Irgendwann näherten sich Sirenen, derbe Schritte kamen zur Haustür herein, Stimmen von Fremden erklangen. Sie zogen mich von Yasmin weg. Schluchzend starrte ich auf meine Freundin. Sie sollte bei mir in Sicherheit sein, und nun würde sie vielleicht sterben! Ich dachte an das Sternenland, den Greif – dann fiel mir der Segen wieder ein. Sollte ich ihn für Yasmin erhalten haben? Nein, nein, das durfte nicht sein! Sie würde keine Erinnerungen mehr haben und keine Emotionen. Wie sollte sie für ihr Baby da sein können, wenn sie sich nicht einmal an die Schwangerschaft erinnern konnte?

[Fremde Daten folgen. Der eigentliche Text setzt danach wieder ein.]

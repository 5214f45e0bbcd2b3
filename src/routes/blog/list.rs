use askama_axum::Template;
use axum::extract::{Query, State};
use axum::http::{StatusCode, Uri};
use axum::response::{IntoResponse, Response};

use super::ErrorPage;
use crate::domain::{categories, BlogPost, PostFilter};
use crate::AppState;

#[derive(Template)]
#[template(path = "blog/list.html")]
struct BlogList<'a> {
    featured: Vec<&'a BlogPost>,
    posts: Vec<&'a BlogPost>,
    categories: Vec<String>,
    selected_category: &'a str,
    search_term: String,
}

/// `GET /blog?category=..&q=..`. Filtering happens here, on the full list,
/// so the category bar always shows every category.
#[tracing::instrument(name = "Render blog list", skip(state, filter, uri))]
pub async fn blog_list(state: State<AppState>, filter: Query<PostFilter>, uri: Uri) -> Response {
    let all_posts = match state.content_client.fetch_posts().await {
        Ok(posts) => posts,
        Err(e) => {
            tracing::error!(error.cause_chain = ?e, "Failed to load blog posts");
            return (
                StatusCode::INTERNAL_SERVER_ERROR,
                ErrorPage::new("We couldn't load the articles.", &uri),
            )
                .into_response();
        }
    };

    let (featured, posts): (Vec<&BlogPost>, Vec<&BlogPost>) = if filter.is_empty() {
        all_posts.iter().partition(|post| post.featured)
    } else {
        (vec![], filter.apply(&all_posts))
    };

    BlogList {
        featured,
        posts,
        categories: categories(&all_posts),
        selected_category: filter.selected_category(),
        search_term: filter.search_term(),
    }
    .into_response()
}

„Wollen Sie Ihre Freundin begleiten?“ Einer der Rettungssanitäter sah mich fragend an. Ich nickte. Mechanisch zog ich meine Schuhe an. Meine Mutter drückte mir eine Tasche in die Hand, gab mir einen Kuss auf die Stirn und schob mich dann den Männern und Frauen hinterher. Ich nahm alles nur noch wie durch einen dichten Nebel wahr. Es rauschte in meinen Ohren. Während der gesamten Fahrt hielt ich Yasmins Hand. Ihr wurde ein Notfallzugang gelegt, weil sie viel Blut verloren hatte. Doch sie stöhnte nur und öffnete nicht ihre Augen. Ich legte eine Hand auf ihren Bauch. Es war nichts zu spüren. Hoffentlich lebte unser Mädchen noch.

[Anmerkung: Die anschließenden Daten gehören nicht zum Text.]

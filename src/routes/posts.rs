use axum::extract::{Path, Query, State};
use axum::http::StatusCode;
use axum::response::{IntoResponse, Response};
use axum::Json;
use serde::{Deserialize, Serialize};

use crate::content_client::ContentError;
use crate::domain::{BlogPost, ALL_CATEGORIES};
use crate::utils::error_chain_fmt;
use crate::AppState;

#[derive(thiserror::Error)]
pub enum PostsError {
    #[error("The requested post does not exist.")]
    NotFound,
    #[error(transparent)]
    Content(#[from] ContentError),
}

impl std::fmt::Debug for PostsError {
    fn fmt(&self, f: &mut std::fmt::Formatter<'_>) -> std::fmt::Result {
        error_chain_fmt(self, f)
    }
}

#[derive(Serialize)]
struct ErrorBody {
    message: String,
}

impl IntoResponse for PostsError {
    fn into_response(self) -> Response {
        let (status, message) = match &self {
            Self::NotFound => (StatusCode::NOT_FOUND, self.to_string()),
            Self::Content(e) => {
                tracing::error!(error.cause_chain = ?e, "Failed to load blog content");
                (
                    StatusCode::INTERNAL_SERVER_ERROR,
                    "Failed to load blog posts. Please try again.".to_string(),
                )
            }
        };
        (status, Json(ErrorBody { message })).into_response()
    }
}

#[derive(Deserialize)]
pub struct PostsQuery {
    category: Option<String>,
}

/// `All` means every category.
#[tracing::instrument(name = "List posts", skip(state, query))]
pub async fn list_posts(
    state: State<AppState>,
    query: Query<PostsQuery>,
) -> Result<Json<Vec<BlogPost>>, PostsError> {
    let posts = match query.category.as_deref().map(str::trim) {
        Some(category) if !category.is_empty() && category != ALL_CATEGORIES => {
            state.content_client.fetch_posts_by_category(category).await?
        }
        _ => state.content_client.fetch_posts().await?,
    };
    Ok(Json(posts))
}

#[tracing::instrument(name = "Get post", skip(state))]
pub async fn get_post(
    state: State<AppState>,
    Path(slug): Path<String>,
) -> Result<Json<BlogPost>, PostsError> {
    state
        .content_client
        .fetch_post(&slug)
        .await?
        .map(Json)
        .ok_or(PostsError::NotFound)
}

Im Krankenhaus musste ich sie allein lassen. Sie wurde in den OP geschoben, während ich im Warteraum saß. Ich erntete sonderbare Blicke, aber es war mir egal. Ich hatte nicht die Kraft, darüber nachzudenken. Ich klammerte mich an die Tasche, die meine Mutter gepackt hatte. Bestimmt waren dort einige der neu gekauften Hygieneartikel drin. Yasmin würde sie brauchen, wenn sie von der Notaufnahme verlegt wurde.

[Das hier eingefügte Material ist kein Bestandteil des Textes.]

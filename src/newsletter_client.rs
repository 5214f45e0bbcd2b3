use reqwest::{header, Client, ClientBuilder, Response, Url};
use secrecy::ExposeSecret;
use serde::{Deserialize, Serialize};

use crate::configuration::NewsletterSettings;
use crate::domain::NewSubscriber;
use crate::utils::error_chain_fmt;

pub const DUPLICATE_PARAMETER: &str = "duplicate_parameter";
pub const UNAUTHORIZED: &str = "unauthorized";

pub struct NewsletterClient {
    http_client: Client,
    contacts_url: Url,
    account_url: Url,
    list_id: u64,
    has_api_key: bool,
}

#[derive(Serialize)]
#[serde(rename_all = "camelCase")]
pub struct CreateContactRequest<'a> {
    email: &'a str,
    attributes: ContactAttributes<'a>,
    list_ids: [u64; 1],
    update_enabled: bool,
}

#[derive(Serialize)]
pub struct ContactAttributes<'a> {
    #[serde(rename = "FIRSTNAME")]
    first_name: &'a str,
    #[serde(rename = "LASTNAME")]
    last_name: &'a str,
}

#[derive(Deserialize, Debug, Default)]
pub struct ApiErrorBody {
    pub code: Option<String>,
    pub message: Option<String>,
}

#[derive(thiserror::Error)]
pub enum NewsletterError {
    #[error("No newsletter API key is configured.")]
    MissingApiKey,
    #[error("The contact is already subscribed.")]
    DuplicateContact,
    #[error("The newsletter API refused the API key.")]
    Unauthorized,
    #[error("The newsletter API rejected the request with status {status} ({code:?}): {message:?}")]
    Rejected {
        status: u16,
        code: Option<String>,
        message: Option<String>,
    },
    #[error("Failed to reach the newsletter API.")]
    Transport(#[source] reqwest::Error),
}

impl std::fmt::Debug for NewsletterError {
    fn fmt(&self, f: &mut std::fmt::Formatter<'_>) -> std::fmt::Result {
        error_chain_fmt(self, f)
    }
}

impl NewsletterClient {
    pub fn new(config: NewsletterSettings) -> anyhow::Result<Self> {
        let url = Url::parse(&config.endpoint).map_err(|e| anyhow::anyhow!(e.to_string()))?;
        let contacts_url = url
            .join("/v3/contacts")
            .map_err(|e| anyhow::anyhow!(e.to_string()))?;
        let account_url = url
            .join("/v3/account")
            .map_err(|e| anyhow::anyhow!(e.to_string()))?;

        let has_api_key = !config.api_key.expose_secret().trim().is_empty();
        let mut headers = header::HeaderMap::new();
        headers.insert(
            "api-key",
            config
                .api_key
                .expose_secret()
                .parse()
                .map_err(|e| anyhow::anyhow!("Failed to parse api_key: {e}"))?,
        );
        headers.insert(
            header::ACCEPT,
            "application/json"
                .parse()
                .map_err(|e| anyhow::anyhow!("Failed to parse accept header: {e}"))?,
        );

        let http_client = ClientBuilder::new()
            .default_headers(headers)
            .timeout(config.timeout())
            .build()
            .map_err(|e| anyhow::anyhow!(e.to_string()))?;

        Ok(Self {
            http_client,
            contacts_url,
            account_url,
            list_id: config.list_id,
            has_api_key,
        })
    }

    /// Any 2xx status is a success and its body is never read.
    #[tracing::instrument(
        name = "Create newsletter contact",
        skip(self, subscriber),
        fields(subscriber_email = %subscriber.email)
    )]
    pub async fn create_contact(&self, subscriber: &NewSubscriber) -> Result<(), NewsletterError> {
        if !self.has_api_key {
            return Err(NewsletterError::MissingApiKey);
        }
        let body = CreateContactRequest {
            email: subscriber.email.as_ref(),
            attributes: ContactAttributes {
                first_name: subscriber.first_name.as_ref().map_or("", |n| n.as_ref()),
                last_name: subscriber.last_name.as_ref().map_or("", |n| n.as_ref()),
            },
            list_ids: [self.list_id],
            update_enabled: true,
        };

        let response = self
            .http_client
            .post(self.contacts_url.clone())
            .json(&body)
            .send()
            .await
            .map_err(NewsletterError::Transport)?;

        if response.status().is_success() {
            return Ok(());
        }
        Err(rejection(response).await)
    }

    #[tracing::instrument(name = "Verify newsletter API key", skip(self))]
    pub async fn verify_api_key(&self) -> Result<(), NewsletterError> {
        if !self.has_api_key {
            return Err(NewsletterError::MissingApiKey);
        }
        let response = self
            .http_client
            .get(self.account_url.clone())
            .send()
            .await
            .map_err(NewsletterError::Transport)?;

        if response.status().is_success() {
            return Ok(());
        }
        Err(rejection(response).await)
    }
}

async fn rejection(response: Response) -> NewsletterError {
    let status = response.status().as_u16();
    let body = read_error_body(response).await;
    if body.code.as_deref() == Some(DUPLICATE_PARAMETER) {
        return NewsletterError::DuplicateContact;
    }
    if body.code.as_deref() == Some(UNAUTHORIZED) || status == 401 {
        return NewsletterError::Unauthorized;
    }
    NewsletterError::Rejected {
        status,
        code: body.code,
        message: body.message,
    }
}

/// Only bodies announced as non-empty JSON are decoded.
async fn read_error_body(response: Response) -> ApiErrorBody {
    let is_json = response
        .headers()
        .get(header::CONTENT_TYPE)
        .and_then(|v| v.to_str().ok())
        .map_or(false, |v| v.contains("application/json"));
    if !is_json || response.content_length() == Some(0) {
        return ApiErrorBody::default();
    }
    match response.json::<ApiErrorBody>().await {
        Ok(body) => body,
        Err(e) => {
            tracing::warn!(error.cause_chain = ?e, "Failed to decode the newsletter API error body");
            ApiErrorBody::default()
        }
    }
}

Irgendwann kam eine Frau in einem blauen Kittel in den Wartebereich. „Frau Verena Sommer?“ Ich sprang auf und sah sie an. Sie trat näher an mich heran, ehe sie weitersprach. „Bei Ihrer Lebensgefährtin haben die Wehen eingesetzt. Sie ist aufgewacht und verlangt nach Ihnen.“

„Ich … darf zu ihr?“ Wieder schossen Tränen in meine Augen, ich konnte es nicht verhindern. Yasmin war aufgewacht. Sie hatte meinen Namen genannt. Sie erinnerte sich an mich. Also war mein Sternensegen nicht irgendwie aktiviert worden. Und wenn die Sterne uns noch etwas mehr Glück schenkten, würde sie bald ein gesundes Mädchen bekommen. Unser süßes Mädchen!

„Ja. Kommen Sie mit. Es geht bald los.“

Sie brachte mich in einen Raum, der voller Instrumente war, die blinkten und piepten. Yasmin lag auf einem Krankenbett, abgeschirmt durch fahrbare Raumteiler vom restlichen Raum. Sie war nackt und sah schrecklich aus, so viele Blutergüsse und Wunden. Mir wurde übel, aber ich riss mich zusammen. Sie brauchte jetzt eine starke Frau an ihrer Seite.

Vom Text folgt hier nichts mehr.